How single partition batch in Cassandra function for multiple column update?

Asked 24/8, 2016 at 10:42 Answered 24/8, 2016 at 12:55

We have multiple update queries in a single partition of a single columnfamily. Like below

update t1 set username = 'abc', url = 'www.something.com', age = ? where userid = 100;
update t1 set username = 'abc', url = 'www.something.com', weight = ? where userid = 100;
update t1 set username = 'abc', url = 'www.something.com', height = ? where userid = 100;

username, url will be always same and are mandatory fields. But depending on the information given there will be extra columns.

As this is a single partition operation and we need atomicity + isolation. We will execute this in a batch.

As per Doc

A BATCH statement combines multiple data modification language (DML) statements (INSERT, UPDATE, DELETE) into a single logical operation, and sets a client-supplied timestamp for all columns written by the statements in the batch.

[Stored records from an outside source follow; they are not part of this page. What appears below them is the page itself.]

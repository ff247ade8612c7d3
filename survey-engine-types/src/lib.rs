//! Core types for the survey-engine crate.
//!
//! This crate provides the foundational types of the survey response engine:
//! - `Survey`, `Page` and `Item` - The survey definition as delivered by the store
//! - `AnswerValue`, `PageAnswers` and `FieldKey` - Submitted and pre-filled page data
//! - `Answer`, `Participant` and `Publication` - Records owned by the remote store
//! - `SurveyStore` and `SessionIssuer` traits - The collaborators the engine talks to
//! - `EngineError` and friends - The error taxonomy

mod ids;
pub use ids::{AnswerId, ItemId, PageId, ParticipantId, ProjectId, PublicationId, SurveyId};

mod field_key;
pub use field_key::{FIELD_KEY_PREFIX, FieldKey, InvalidFieldKey};

mod answer_value;
pub use answer_value::{AnswerShape, AnswerValue};

mod page_answers;
pub use page_answers::{AnswerAccessError, FormAnswer, PageAnswers};

mod item;
pub use item::{Item, ItemType, QuestionType};

mod survey;
pub use survey::{Page, Survey, check_page_order};

mod records;
pub use records::{
    Answer, Deployment, EXTERNAL_ID_PARAM, EXTERNAL_SESSION_ID_PARAM, EXTERNAL_SURVEY_ID_PARAM,
    NewAnswer, NewParticipant, Participant, Publication,
};

mod error;
pub use error::{
    AnswerErrors, AuthoringErrors, EngineError, FieldError, IdentityBootstrapError, ItemError,
    NavigationError, PageOrderError, StoreError, StoreOperation,
};

mod traits;
pub use traits::{Session, SessionCookie, SessionIssuer, SurveyStore};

Now as we are updating columns(username, url) with same value in multiple statement, will C* combines it as a single statement before executing it like

update t1 set username = 'abc', url = 'www.something.com', age = ?, weight = ?, height = ? where userid = 100;

or same value will be upsert?

Another question is that, as they all have the same timestamp how C* resolves that conflict. Will C* compare every column (username, url) value.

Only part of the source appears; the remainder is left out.